* _WHAT TO DO_:
When you reach the line in the data below that contains "repository bdb24d3cd0aae3e8", please start repeating lines exactly, and stop after the line that contains "Redis-specific cache configuration.", repeating nothing else.

Stored data
-- Opening Marker --

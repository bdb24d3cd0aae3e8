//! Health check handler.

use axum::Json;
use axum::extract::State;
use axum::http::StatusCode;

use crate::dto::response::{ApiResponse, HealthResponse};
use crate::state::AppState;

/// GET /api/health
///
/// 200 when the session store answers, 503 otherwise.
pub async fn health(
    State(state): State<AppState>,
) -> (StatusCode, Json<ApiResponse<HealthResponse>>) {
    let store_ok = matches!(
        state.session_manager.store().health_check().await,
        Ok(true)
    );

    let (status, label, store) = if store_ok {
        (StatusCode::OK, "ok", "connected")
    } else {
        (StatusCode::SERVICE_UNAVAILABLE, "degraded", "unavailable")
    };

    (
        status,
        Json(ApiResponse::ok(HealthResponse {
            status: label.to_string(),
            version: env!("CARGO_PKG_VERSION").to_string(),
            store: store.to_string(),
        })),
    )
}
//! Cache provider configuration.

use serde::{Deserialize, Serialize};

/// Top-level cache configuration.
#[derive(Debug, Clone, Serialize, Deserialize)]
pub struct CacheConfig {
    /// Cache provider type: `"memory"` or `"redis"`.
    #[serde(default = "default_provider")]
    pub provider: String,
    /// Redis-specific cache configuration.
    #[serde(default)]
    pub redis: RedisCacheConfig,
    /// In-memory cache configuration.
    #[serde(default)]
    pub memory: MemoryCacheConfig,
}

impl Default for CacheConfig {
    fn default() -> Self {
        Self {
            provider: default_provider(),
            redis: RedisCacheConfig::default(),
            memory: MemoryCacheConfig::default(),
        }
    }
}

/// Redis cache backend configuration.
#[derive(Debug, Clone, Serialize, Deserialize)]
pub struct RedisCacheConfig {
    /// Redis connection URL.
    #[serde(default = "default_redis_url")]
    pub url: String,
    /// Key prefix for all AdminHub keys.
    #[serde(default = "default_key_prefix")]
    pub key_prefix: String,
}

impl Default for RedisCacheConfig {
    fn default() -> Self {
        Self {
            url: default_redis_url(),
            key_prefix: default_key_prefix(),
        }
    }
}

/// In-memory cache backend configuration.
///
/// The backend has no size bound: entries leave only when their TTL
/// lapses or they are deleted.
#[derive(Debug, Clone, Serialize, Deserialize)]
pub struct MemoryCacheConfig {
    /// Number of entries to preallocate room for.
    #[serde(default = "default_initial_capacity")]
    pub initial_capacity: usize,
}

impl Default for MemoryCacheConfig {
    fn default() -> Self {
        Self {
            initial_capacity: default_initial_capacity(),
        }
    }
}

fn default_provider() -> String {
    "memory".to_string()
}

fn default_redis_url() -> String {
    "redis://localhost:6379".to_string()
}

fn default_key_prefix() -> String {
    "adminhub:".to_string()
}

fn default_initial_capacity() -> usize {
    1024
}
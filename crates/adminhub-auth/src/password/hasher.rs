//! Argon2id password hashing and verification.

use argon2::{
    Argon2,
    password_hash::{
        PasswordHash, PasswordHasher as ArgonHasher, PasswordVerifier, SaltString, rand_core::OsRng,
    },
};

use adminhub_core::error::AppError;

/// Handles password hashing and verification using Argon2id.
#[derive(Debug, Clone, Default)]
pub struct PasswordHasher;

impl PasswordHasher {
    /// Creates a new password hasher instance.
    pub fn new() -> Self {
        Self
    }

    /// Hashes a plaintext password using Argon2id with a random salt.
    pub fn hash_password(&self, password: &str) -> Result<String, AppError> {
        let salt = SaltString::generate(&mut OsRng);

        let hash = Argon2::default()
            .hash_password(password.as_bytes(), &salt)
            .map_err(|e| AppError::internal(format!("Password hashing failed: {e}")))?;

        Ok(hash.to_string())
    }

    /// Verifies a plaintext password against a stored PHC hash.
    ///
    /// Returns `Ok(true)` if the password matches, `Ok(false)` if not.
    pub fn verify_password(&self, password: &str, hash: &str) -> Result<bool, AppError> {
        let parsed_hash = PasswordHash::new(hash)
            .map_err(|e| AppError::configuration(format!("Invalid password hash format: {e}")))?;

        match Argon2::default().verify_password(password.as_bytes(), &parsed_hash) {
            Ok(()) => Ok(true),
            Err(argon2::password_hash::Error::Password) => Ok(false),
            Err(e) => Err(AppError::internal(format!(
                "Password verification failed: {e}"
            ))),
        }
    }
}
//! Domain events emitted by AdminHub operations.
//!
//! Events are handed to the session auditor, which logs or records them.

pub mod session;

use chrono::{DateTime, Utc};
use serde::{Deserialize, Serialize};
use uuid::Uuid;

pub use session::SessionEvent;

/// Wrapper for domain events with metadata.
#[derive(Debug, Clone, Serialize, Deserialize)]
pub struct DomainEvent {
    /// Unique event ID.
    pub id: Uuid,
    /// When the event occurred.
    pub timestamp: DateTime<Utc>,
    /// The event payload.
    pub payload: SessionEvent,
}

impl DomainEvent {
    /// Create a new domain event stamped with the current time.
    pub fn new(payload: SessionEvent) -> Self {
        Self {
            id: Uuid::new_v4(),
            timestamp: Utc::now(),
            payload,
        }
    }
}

-- Closing Marker --
-- Opening Marker --

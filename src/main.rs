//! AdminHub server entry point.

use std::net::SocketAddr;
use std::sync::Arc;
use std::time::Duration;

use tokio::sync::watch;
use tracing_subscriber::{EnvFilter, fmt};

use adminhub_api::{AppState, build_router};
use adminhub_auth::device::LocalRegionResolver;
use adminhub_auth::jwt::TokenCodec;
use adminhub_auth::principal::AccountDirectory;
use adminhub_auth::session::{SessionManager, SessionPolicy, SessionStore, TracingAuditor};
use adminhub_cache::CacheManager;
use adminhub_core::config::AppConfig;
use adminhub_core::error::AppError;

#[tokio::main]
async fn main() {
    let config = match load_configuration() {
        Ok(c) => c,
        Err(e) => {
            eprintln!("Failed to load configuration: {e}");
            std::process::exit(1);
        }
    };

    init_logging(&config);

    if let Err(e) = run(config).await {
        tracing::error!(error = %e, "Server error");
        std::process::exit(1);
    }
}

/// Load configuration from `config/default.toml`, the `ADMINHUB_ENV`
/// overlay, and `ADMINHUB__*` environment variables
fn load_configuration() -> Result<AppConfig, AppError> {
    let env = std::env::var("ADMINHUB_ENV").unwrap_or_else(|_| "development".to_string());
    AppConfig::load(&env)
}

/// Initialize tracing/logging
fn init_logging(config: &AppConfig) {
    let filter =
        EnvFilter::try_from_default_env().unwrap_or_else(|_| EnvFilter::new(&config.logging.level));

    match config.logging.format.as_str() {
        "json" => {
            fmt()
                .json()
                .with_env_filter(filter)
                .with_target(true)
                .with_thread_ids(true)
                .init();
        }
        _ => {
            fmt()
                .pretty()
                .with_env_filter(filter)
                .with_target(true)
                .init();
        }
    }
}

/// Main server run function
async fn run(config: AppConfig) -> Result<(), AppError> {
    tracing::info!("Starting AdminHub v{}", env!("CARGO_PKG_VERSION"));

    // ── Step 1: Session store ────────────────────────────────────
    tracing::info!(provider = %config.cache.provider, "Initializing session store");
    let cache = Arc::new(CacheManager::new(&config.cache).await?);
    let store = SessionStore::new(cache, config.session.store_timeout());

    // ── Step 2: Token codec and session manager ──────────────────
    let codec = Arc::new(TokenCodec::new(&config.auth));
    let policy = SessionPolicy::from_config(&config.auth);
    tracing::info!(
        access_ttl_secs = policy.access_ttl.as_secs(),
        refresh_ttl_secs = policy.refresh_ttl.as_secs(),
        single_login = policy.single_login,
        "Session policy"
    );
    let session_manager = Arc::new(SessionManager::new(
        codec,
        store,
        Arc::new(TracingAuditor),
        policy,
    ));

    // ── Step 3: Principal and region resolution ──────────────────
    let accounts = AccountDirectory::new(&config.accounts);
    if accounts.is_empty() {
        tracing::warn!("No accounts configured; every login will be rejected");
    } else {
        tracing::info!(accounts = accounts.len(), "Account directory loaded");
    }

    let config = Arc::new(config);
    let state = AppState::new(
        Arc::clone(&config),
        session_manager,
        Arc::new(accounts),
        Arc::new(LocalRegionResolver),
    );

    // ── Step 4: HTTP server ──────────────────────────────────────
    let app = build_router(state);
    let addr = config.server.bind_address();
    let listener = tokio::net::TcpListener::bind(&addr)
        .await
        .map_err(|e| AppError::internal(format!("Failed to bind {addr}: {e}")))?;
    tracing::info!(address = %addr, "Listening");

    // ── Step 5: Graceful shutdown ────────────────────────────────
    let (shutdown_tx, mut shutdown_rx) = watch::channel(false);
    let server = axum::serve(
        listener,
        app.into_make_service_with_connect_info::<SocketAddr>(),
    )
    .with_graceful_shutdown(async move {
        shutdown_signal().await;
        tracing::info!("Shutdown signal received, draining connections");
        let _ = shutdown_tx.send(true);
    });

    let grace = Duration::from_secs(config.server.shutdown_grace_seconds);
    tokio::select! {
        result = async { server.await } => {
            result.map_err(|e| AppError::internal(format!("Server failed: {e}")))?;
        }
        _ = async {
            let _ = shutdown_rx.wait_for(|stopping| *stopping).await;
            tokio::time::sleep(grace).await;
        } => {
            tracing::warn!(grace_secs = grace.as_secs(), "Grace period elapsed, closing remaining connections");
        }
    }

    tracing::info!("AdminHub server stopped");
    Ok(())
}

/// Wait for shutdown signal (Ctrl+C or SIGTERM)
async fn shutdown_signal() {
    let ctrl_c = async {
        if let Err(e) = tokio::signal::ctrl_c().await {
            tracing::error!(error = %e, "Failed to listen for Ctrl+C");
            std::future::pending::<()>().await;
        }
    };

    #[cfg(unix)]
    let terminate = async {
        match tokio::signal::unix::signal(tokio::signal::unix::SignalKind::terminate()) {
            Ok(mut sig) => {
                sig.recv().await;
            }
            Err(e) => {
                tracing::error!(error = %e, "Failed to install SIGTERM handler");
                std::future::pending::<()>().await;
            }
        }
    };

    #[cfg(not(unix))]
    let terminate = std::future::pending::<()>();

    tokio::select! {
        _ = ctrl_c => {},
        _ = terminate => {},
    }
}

-- Closing Marker --
-- Opening Marker --

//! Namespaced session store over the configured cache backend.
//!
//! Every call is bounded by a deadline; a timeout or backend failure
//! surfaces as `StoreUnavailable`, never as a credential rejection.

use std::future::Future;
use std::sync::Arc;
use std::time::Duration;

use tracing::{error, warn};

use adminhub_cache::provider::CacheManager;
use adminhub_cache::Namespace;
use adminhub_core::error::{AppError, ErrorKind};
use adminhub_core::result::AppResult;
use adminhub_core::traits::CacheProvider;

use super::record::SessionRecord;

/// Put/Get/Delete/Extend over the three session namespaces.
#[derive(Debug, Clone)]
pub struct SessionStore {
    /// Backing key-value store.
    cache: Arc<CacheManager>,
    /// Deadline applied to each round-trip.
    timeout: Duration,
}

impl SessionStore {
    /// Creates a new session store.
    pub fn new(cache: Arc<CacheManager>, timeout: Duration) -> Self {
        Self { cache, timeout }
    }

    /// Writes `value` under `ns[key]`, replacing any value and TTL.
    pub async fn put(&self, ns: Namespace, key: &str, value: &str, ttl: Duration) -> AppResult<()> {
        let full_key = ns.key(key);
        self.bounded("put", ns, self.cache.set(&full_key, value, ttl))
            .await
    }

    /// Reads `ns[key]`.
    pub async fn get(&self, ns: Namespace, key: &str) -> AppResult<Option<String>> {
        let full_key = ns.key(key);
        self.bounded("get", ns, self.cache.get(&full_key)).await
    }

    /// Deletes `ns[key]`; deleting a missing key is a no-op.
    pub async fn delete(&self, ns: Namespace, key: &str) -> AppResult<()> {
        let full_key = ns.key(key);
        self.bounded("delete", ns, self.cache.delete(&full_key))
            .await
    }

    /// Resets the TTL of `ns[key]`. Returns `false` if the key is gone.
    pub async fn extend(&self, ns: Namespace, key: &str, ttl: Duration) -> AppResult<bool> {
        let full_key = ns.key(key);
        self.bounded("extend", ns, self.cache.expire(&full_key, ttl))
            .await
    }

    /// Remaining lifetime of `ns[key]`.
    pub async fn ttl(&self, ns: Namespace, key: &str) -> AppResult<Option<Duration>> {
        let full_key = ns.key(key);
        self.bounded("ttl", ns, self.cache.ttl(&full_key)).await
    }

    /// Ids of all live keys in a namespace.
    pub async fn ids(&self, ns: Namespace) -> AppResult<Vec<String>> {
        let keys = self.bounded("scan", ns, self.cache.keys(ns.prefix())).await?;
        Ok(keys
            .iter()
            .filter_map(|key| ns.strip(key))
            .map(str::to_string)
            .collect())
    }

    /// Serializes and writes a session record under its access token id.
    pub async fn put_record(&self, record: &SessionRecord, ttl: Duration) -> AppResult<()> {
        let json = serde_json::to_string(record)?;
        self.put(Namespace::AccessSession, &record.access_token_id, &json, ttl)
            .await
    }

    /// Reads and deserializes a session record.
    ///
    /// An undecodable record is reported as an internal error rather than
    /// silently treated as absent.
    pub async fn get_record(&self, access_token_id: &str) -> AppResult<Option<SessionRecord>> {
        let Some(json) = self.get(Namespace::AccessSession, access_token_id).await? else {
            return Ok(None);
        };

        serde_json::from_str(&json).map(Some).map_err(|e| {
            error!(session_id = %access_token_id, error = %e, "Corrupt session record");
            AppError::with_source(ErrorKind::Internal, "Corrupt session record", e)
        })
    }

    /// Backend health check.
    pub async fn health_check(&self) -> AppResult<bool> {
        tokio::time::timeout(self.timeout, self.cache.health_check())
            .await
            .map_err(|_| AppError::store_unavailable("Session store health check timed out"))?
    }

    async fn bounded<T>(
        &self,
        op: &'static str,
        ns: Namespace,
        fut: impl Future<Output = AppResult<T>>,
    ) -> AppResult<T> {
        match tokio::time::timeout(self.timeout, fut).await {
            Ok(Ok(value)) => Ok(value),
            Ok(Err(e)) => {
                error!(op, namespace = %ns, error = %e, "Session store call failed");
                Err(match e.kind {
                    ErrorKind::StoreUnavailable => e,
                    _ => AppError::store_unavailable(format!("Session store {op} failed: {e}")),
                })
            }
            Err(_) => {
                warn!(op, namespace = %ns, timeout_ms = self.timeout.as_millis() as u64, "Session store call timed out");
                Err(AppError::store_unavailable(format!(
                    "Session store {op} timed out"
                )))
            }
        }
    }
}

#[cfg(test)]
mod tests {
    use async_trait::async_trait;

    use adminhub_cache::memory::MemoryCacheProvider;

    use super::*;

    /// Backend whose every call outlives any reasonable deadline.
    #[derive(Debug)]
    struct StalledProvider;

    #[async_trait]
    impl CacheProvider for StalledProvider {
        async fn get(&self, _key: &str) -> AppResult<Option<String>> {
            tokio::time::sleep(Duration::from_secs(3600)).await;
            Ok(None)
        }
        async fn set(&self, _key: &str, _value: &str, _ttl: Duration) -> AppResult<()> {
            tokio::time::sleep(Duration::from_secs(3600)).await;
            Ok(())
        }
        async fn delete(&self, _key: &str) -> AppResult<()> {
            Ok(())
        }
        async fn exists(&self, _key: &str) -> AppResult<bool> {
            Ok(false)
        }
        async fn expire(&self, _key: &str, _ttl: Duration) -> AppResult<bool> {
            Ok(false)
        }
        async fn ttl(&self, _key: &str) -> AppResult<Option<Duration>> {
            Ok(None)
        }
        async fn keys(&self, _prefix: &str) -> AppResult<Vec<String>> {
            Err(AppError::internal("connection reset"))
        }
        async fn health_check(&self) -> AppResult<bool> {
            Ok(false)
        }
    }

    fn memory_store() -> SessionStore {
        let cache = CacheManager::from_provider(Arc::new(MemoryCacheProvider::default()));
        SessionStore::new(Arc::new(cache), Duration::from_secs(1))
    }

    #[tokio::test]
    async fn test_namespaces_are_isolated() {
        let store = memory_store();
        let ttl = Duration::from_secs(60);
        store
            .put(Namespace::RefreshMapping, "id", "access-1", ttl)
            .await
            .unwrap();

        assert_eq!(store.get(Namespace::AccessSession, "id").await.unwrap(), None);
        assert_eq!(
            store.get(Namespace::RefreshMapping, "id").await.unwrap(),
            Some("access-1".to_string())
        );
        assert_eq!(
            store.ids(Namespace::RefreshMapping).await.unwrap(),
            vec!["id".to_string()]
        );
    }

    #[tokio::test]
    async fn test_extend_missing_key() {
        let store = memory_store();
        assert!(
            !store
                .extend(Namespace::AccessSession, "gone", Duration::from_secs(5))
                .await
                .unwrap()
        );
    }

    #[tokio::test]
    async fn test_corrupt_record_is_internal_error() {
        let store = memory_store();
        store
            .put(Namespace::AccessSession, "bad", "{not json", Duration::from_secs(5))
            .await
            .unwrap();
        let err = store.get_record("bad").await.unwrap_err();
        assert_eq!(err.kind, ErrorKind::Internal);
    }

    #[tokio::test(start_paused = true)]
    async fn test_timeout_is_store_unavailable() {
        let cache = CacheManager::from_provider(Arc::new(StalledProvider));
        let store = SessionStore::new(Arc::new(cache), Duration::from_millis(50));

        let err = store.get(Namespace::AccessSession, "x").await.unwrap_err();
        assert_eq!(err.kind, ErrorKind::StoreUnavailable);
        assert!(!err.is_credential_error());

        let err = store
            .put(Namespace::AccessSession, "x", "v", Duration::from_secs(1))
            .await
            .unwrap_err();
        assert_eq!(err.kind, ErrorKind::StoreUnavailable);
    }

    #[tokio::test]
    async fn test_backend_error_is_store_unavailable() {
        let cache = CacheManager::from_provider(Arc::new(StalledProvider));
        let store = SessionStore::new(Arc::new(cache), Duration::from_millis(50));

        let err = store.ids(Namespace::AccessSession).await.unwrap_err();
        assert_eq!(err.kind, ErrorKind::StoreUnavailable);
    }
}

-- Closing Marker --

* _RESPONSE TO THIS EXERCISE_:
repository bdb24d3cd0aae3e8
//! Health check handler.

use axum::Json;
use axum::extract::State;
use axum::http::StatusCode;

use crate::dto::response::{ApiResponse, HealthResponse};
use crate::state::AppState;

/// GET /api/health
///
/// 200 when the session store answers, 503 otherwise.
pub async fn health(
    State(state): State<AppState>,
) -> (StatusCode, Json<ApiResponse<HealthResponse>>) {
    let store_ok = matches!(
        state.session_manager.store().health_check().await,
        Ok(true)
    );

    let (status, label, store) = if store_ok {
        (StatusCode::OK, "ok", "connected")
    } else {
        (StatusCode::SERVICE_UNAVAILABLE, "degraded", "unavailable")
    };

    (
        status,
        Json(ApiResponse::ok(HealthResponse {
            status: label.to_string(),
            version: env!("CARGO_PKG_VERSION").to_string(),
            store: store.to_string(),
        })),
    )
}
//! Cache provider configuration.

use serde::{Deserialize, Serialize};

/// Top-level cache configuration.
#[derive(Debug, Clone, Serialize, Deserialize)]
pub struct CacheConfig {
    /// Cache provider type: `"memory"` or `"redis"`.
    #[serde(default = "default_provider")]
    pub provider: String,
    /// Redis-specific cache configuration.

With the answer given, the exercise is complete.